» Prompt
A word-for-word restatement of the data is what is needed.

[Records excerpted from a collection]

"""

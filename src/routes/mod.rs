//! Route definitions and router assembly.

pub mod dashboard;
pub mod health;
pub mod items;
pub mod pages;

use axum::routing::get;
use axum::Router;
use tower_http::compression::CompressionLayer;
use tower_http::cors::{Any, CorsLayer};
use tower_http::limit::RequestBodyLimitLayer;
use tower_http::trace::TraceLayer;

use crate::AppState;

/// Maximum accepted request body size.
const BODY_LIMIT_BYTES: usize = 1024 * 1024;

/// Assemble the full application router. Shared by `main` and the
/// integration tests.
pub fn router(state: AppState) -> Router {
    let cors = CorsLayer::new()
        .allow_origin(Any)
        .allow_methods(Any)
        .allow_headers(Any);

    Router::new()
        .route("/", get(pages::dashboard))
        .route(
            "/api/dashboard",
            get(dashboard::stats).post(dashboard::create_activity),
        )
        .route(
            "/api/items",
            get(items::list)
                .post(items::create)
                .put(items::update)
                .delete(items::remove),
        )
        .route("/health/live", get(health::live))
        .route("/health/ready", get(health::ready))
        .layer(TraceLayer::new_for_http())
        .layer(CompressionLayer::new())
        .layer(RequestBodyLimitLayer::new(BODY_LIMIT_BYTES))
        .layer(cors)
        .with_state(state)
}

"""

» Answer space
filename src/routes/mod.rs
//! Route definitions and router assembly.

pub mod dashboard;
pub mod health;
pub mod items;
pub mod pages;

use axum::routing::get;
use axum::Router;
use tower_http::compression::CompressionLayer;
use tower_http::cors::{Any, CorsLayer};
use tower_http::limit::RequestBodyLimitLayer;
use tower_http::trace::TraceLayer;

use crate::AppState;

/// Maximum accepted request body size.
const BODY_LIMIT_BYTES: usize = 1024 * 1024;

/// Assemble the full application router. Shared by `main` and the
/// integration tests.
pub fn router(state: AppState) -> Router {
    let cors = CorsLayer::new()
        .allow_origin(Any)
        .allow_methods(Any)
        .allow_headers(Any);

    Router::new()
        .route("/", get(pages::dashboard))
        .route(
            "/api/dashboard",
            get(dashboard::stats).post(dashboard::create_activity),
        )
        .route(
            "/api/items",
            get(items::list)
                .post(items::create)
                .put(items::update)
                .delete(items::remove),
        )
        .route("/health/live", get(health::live))
        .route("/health/ready", get(health::ready))
        .layer(TraceLayer::new_for_http())
        .layer(CompressionLayer::new())
        .layer(RequestBodyLimitLayer::new(BODY_LIMIT_BYTES))
        .layer(cors)
        .with_state(state)
}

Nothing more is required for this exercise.